Task description:
Set down exactly the lines of the records from the top to the line containing "(KeyCode::Backspace, KeyModifiers::NONE) =>"; include both.

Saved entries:
**********

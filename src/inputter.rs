use ratatui::crossterm::event::{self, KeyCode, KeyModifiers};

/// Single line text input fed with raw key events. Used for the filter
/// prompt and for cell editing.
#[derive(Default)]
pub struct Inputter {
    current_input: String,
    curser_pos: usize,
    finished: bool,
    canceled: bool,
}

#[derive(Debug, Default, Clone, PartialEq)]
pub struct InputResult {
    pub input: String,
    pub finished: bool,
    pub canceled: bool,
    pub curser_pos: usize,
}

impl Inputter {
    pub fn read(&mut self, key: event::KeyEvent) -> InputResult {
        match (key.code, key.modifiers) {
            (KeyCode::Enter, KeyModifiers::NONE) => self.enter(),
            (KeyCode::Esc, KeyModifiers::NONE) => self.escape(),
            (KeyCode::Backspace, KeyModifiers::NONE) => self.backspace(),
            (KeyCode::Delete, KeyModifiers::NONE) => self.delete(),
            (KeyCode::Left, KeyModifiers::NONE) => self.left(),
            (KeyCode::Right, KeyModifiers::NONE) => self.right(),
            (KeyCode::Home, KeyModifiers::NONE) => self.home(),
            (KeyCode::End, KeyModifiers::NONE) => self.end(),
            (kc, km) => self.key(kc, km),
        }
    }

    /// Replaces the input and puts the cursor behind it.
    pub fn set(&mut self, s: &str) {
        self.current_input = s.to_string();
        self.curser_pos = s.chars().count();
    }

    pub fn get(&self) -> InputResult {
        InputResult {
            canceled: self.canceled,
            finished: self.finished,
            input: self.current_input.clone(),
            curser_pos: self.curser_pos,
        }
    }

    pub fn clear(&mut self) {
        self.canceled = false;
        self.finished = false;
        self.current_input.clear();
        self.curser_pos = 0;
    }

    fn enter(&mut self) -> InputResult {
        self.finished = true;
        self.get()
    }

    fn escape(&mut self) -> InputResult {
        self.clear();
        self.canceled = true;
        self.finished = true;
        self.get()
    }

    fn backspace(&mut self) -> InputResult {
        if self.curser_pos > 0 {
            self.curser_pos -= 1;
            self.current_input.remove(self.getbytepos());
        }
        self.get()
    }

    fn delete(&mut self) -> InputResult {
        if self.curser_pos < self.current_input.chars().count() {
            self.current_input.remove(self.getbytepos());
        }
        self.get()
    }

    fn left(&mut self) -> InputResult {
        self.curser_pos = self.curser_pos.saturating_sub(1);
        self.get()
    }

    fn right(&mut self) -> InputResult {
        if self.curser_pos < self.current_input.chars().count() {
            self.curser_pos += 1;
        }
        self.get()
    }

    fn home(&mut self) -> InputResult {
        self.curser_pos = 0;
        self.get()
    }

    fn end(&mut self) -> InputResult {
        self.curser_pos = self.current_input.chars().count();
        self.get()
    }

    fn key(&mut self, code: KeyCode, modifier: KeyModifiers) -> InputResult {
        if modifier.difference(KeyModifiers::SHIFT).is_empty()
            && let Some(chr) = code.as_char()
        {
            self.current_input.insert(self.getbytepos(), chr);
            self.curser_pos += 1;
        }
        self.get()
    }

    fn getbytepos(&self) -> usize {
        self.current_input
            .char_indices()
            .nth(self.curser_pos)
            .map(|(byte_idx, _)| byte_idx)
            .unwrap_or(self.current_input.len())
    }
}
use std::time::Duration;
use tracing::trace;

use crate::config::GridConfig;
use crate::domain::{Message, VitalsError};
use crate::model::Model;
use ratatui::crossterm::event::{self, Event, KeyCode, KeyModifiers};

pub struct Controller {
    event_poll_time: u64,
}

impl Controller {
    pub fn new(cfg: &GridConfig) -> Self {
        Self {
            event_poll_time: cfg.event_poll_time,
        }
    }

    pub fn handle_event(&self, model: &Model) -> Result<Option<Message>, VitalsError> {
        if event::poll(Duration::from_millis(self.event_poll_time))? {
            match event::read()? {
                Event::Key(key) if key.kind == event::KeyEventKind::Press => {
                    if model.raw_keyevents() {
                        return Ok(Some(Message::RawKey(key)));
                    }
                    return Ok(self.handle_key(key));
                }
                Event::Resize(width, height) => {
                    return Ok(Some(Message::Resize(width as usize, height as usize)));
                }
                _ => {}
            }
        }
        Ok(None)
    }

    fn handle_key(&self, key: event::KeyEvent) -> Option<Message> {
        let message = match (key.code, key.modifiers) {
            (KeyCode::Char('c'), KeyModifiers::CONTROL) => Some(Message::Quit),
            (KeyCode::Char('q'), _) => Some(Message::Quit),
            (KeyCode::Up | KeyCode::Char('k'), _) => Some(Message::MoveUp),
            (KeyCode::Down | KeyCode::Char('j'), _) => Some(Message::MoveDown),
            (KeyCode::Left | KeyCode::Char('h'), _) => Some(Message::MoveLeft),
            (KeyCode::Right | KeyCode::Char('l'), _) => Some(Message::MoveRight),
            (KeyCode::PageDown | KeyCode::Char(']'), _) => Some(Message::NextPage),
            (KeyCode::PageUp | KeyCode::Char('['), _) => Some(Message::PrevPage),
            (KeyCode::Home | KeyCode::Char('g'), _) => Some(Message::FirstPage),
            (KeyCode::End | KeyCode::Char('G'), _) => Some(Message::LastPage),
            (KeyCode::Char('p'), _) => Some(Message::CyclePageSize),
            (KeyCode::Char('s'), _) => Some(Message::SortAscending),
            (KeyCode::Char('S'), _) => Some(Message::SortDescending),
            (KeyCode::Char('u'), _) => Some(Message::ClearSort),
            (KeyCode::Char('/'), _) => Some(Message::Filter),
            (KeyCode::Char(' '), _) => Some(Message::ToggleRowSelection),
            (KeyCode::Char('a'), _) => Some(Message::ToggleAllRowsSelection),
            (KeyCode::Char('d'), _) => Some(Message::DeleteSelected),
            (KeyCode::Char('n'), _) => Some(Message::AddPatient),
            (KeyCode::Enter | KeyCode::Char('e'), _) => Some(Message::EditCell),
            (KeyCode::Char('c'), _) => Some(Message::CopyCell),
            (KeyCode::Char('C'), _) => Some(Message::CopyRow),
            (KeyCode::Char('?'), _) => Some(Message::Help),
            (KeyCode::Esc, _) => Some(Message::Exit),
            _ => None,
        };
        trace!("Mapped: {key:?} => {message:?}");
        message
    }
}
use clap::{ArgAction, Args, Parser, Subcommand};
use std::path::PathBuf;

use crate::bundle::{BASELINE_CACHE_ENV, BundleArgs};
use crate::release::ReleaseArgs;

/// 资源差分的热更新打包工具
#[derive(Parser)]
#[command(name = "cpd")]
#[command(about = "只发布变化过的资源的热更新打包工具", long_about = None)]
pub struct Cli {
    /// 输出更详细的日志 (-v, -vv)
    #[arg(short, long, action = ArgAction::Count, global = true)]
    pub verbose: u8,

    #[command(subcommand)]
    pub command: Commands,
}

#[derive(Subcommand)]
pub enum Commands {
    /// 对比基线修订打包当前修订，剔除未变化的资源
    Bundle {
        #[command(flatten)]
        bundle: BundleOpts,
        /// 将最终产物打包为 tar.gz
        #[arg(long)]
        archive: Option<PathBuf>,
    },
    /// 只构建并缓存基线资源哈希
    Baseline {
        #[command(flatten)]
        bundle: BundleOpts,
    },
    /// 打包并调用发布工具上传
    Release {
        #[command(flatten)]
        bundle: BundleOpts,
        #[command(flatten)]
        release: ReleaseOpts,
    },
}

#[derive(Args, Debug, Clone)]
pub struct BundleOpts {
    /// 目标平台 (ios / android)
    #[arg(value_name = "PLATFORM")]
    pub platform: String,
    /// 基线修订（上一次发布的提交、分支或标签）
    #[arg(long)]
    pub base: String,
    /// 项目根目录，默认当前目录
    #[arg(long)]
    pub project_root: Option<PathBuf>,
    #[arg(short, long)]
    pub entry_file: Option<PathBuf>,
    #[arg(short, long)]
    pub bundle_name: Option<String>,
    #[arg(short, long, alias = "output-path")]
    pub output_dir: Option<PathBuf>,
    #[arg(short, long)]
    pub sourcemap_output: Option<PathBuf>,
    /// 依赖安装命令，默认根据锁文件推断
    #[arg(long, alias = "npm")]
    pub reinstall_command: Option<String>,
    /// 是否使用 Hermes 编译字节码
    #[arg(long)]
    pub use_hermes: Option<bool>,
    #[arg(long)]
    pub development: bool,
    /// 资源扩展名，覆盖 metro.config.json 中的 assetExts
    #[arg(long, value_delimiter = ',')]
    pub asset_exts: Vec<String>,
    /// 基线哈希缓存路径
    #[arg(long, env = BASELINE_CACHE_ENV)]
    pub baseline_cache: Option<PathBuf>,
    /// 忽略已有的基线缓存
    #[arg(long)]
    pub fresh_baseline: bool,
    /// 随应用打包的资源清单路径
    #[arg(long)]
    pub manifest_path: Option<PathBuf>,
    /// 切换修订前执行 git fetch origin
    #[arg(long)]
    pub fetch: bool,
    #[arg(long = "extra-bundler-option", allow_hyphen_values = true)]
    pub extra_bundler_options: Vec<String>,
    #[arg(long = "extra-hermes-flag", allow_hyphen_values = true)]
    pub extra_hermes_flags: Vec<String>,
}

impl From<BundleOpts> for BundleArgs {
    fn from(opts: BundleOpts) -> Self {
        BundleArgs {
            platform: opts.platform,
            base: opts.base,
            project_root: opts.project_root,
            entry_file: opts.entry_file,
            bundle_name: opts.bundle_name,
            output_dir: opts.output_dir,
            sourcemap_output: opts.sourcemap_output,
            reinstall_command: opts.reinstall_command,
            use_bytecode: opts.use_hermes,
            development: opts.development,
            asset_exts: opts.asset_exts,
            baseline_cache: opts.baseline_cache,
            fresh_baseline: opts.fresh_baseline,
            manifest_path: opts.manifest_path,
            extra_bundler_options: opts.extra_bundler_options,
            extra_bytecode_flags: opts.extra_hermes_flags,
        }
    }
}

#[derive(Args, Debug, Clone)]
pub struct ReleaseOpts {
    /// 发布工具
    #[arg(long, default_value = "appcenter")]
    pub publisher: String,
    #[arg(short, long)]
    pub app: String,
    #[arg(short, long)]
    pub target_binary_version: String,
    #[arg(short, long, default_value = "Staging")]
    pub deployment_name: String,
    #[arg(long)]
    pub description: Option<String>,
    #[arg(short, long)]
    pub mandatory: bool,
    #[arg(short = 'x', long)]
    pub disabled: bool,
    #[arg(short, long)]
    pub rollout: Option<String>,
    #[arg(short = 'k', long)]
    pub private_key_path: Option<String>,
    #[arg(long, default_value_t = true, action = ArgAction::Set)]
    pub disable_duplicate_release_error: bool,
}

impl From<ReleaseOpts> for ReleaseArgs {
    fn from(opts: ReleaseOpts) -> Self {
        ReleaseArgs {
            publisher: opts.publisher,
            app: opts.app,
            target_binary_version: opts.target_binary_version,
            deployment_name: opts.deployment_name,
            description: opts.description,
            mandatory: opts.mandatory,
            disabled: opts.disabled,
            rollout: opts.rollout,
            private_key_path: opts.private_key_path,
            disable_duplicate_release_error: opts.disable_duplicate_release_error,
        }
    }
}

#[cfg(test)]
mod tests {
    use super::*;

    #[test]
    fn cli_definition_is_valid() {
        use clap::CommandFactory;
        Cli::command().debug_assert();
    }

    #[test]
    fn parses_bundle_command() {
        let cli = Cli::try_parse_from([
            "cpd",
            "bundle",
            "ios",
            "--base",
            "v1.2.0",
            "--asset-exts",
            "png,jpg",
            "--use-hermes",
            "false",
            "--extra-bundler-option",
            "--minify=false",
        ])
        .unwrap();

        let Commands::Bundle { bundle, archive } = cli.command else {
            panic!("expected bundle command");
        };
        let args = BundleArgs::from(bundle);
        assert_eq!(args.platform, "ios");
        assert_eq!(args.base, "v1.2.0");
        assert_eq!(args.asset_exts, vec!["png", "jpg"]);
        assert_eq!(args.use_bytecode, Some(false));
        assert_eq!(args.extra_bundler_options, vec!["--minify=false"]);
        assert!(archive.is_none());
    }
}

**********

Answer space:
filename src/inputter.rs
use ratatui::crossterm::event::{self, KeyCode, KeyModifiers};

/// Single line text input fed with raw key events. Used for the filter
/// prompt and for cell editing.
#[derive(Default)]
pub struct Inputter {
    current_input: String,
    curser_pos: usize,
    finished: bool,
    canceled: bool,
}

#[derive(Debug, Default, Clone, PartialEq)]
pub struct InputResult {
    pub input: String,
    pub finished: bool,
    pub canceled: bool,
    pub curser_pos: usize,
}

impl Inputter {
    pub fn read(&mut self, key: event::KeyEvent) -> InputResult {
        match (key.code, key.modifiers) {
            (KeyCode::Enter, KeyModifiers::NONE) => self.enter(),
            (KeyCode::Esc, KeyModifiers::NONE) => self.escape(),
            (KeyCode::Backspace, KeyModifiers::NONE) => self.backspace(),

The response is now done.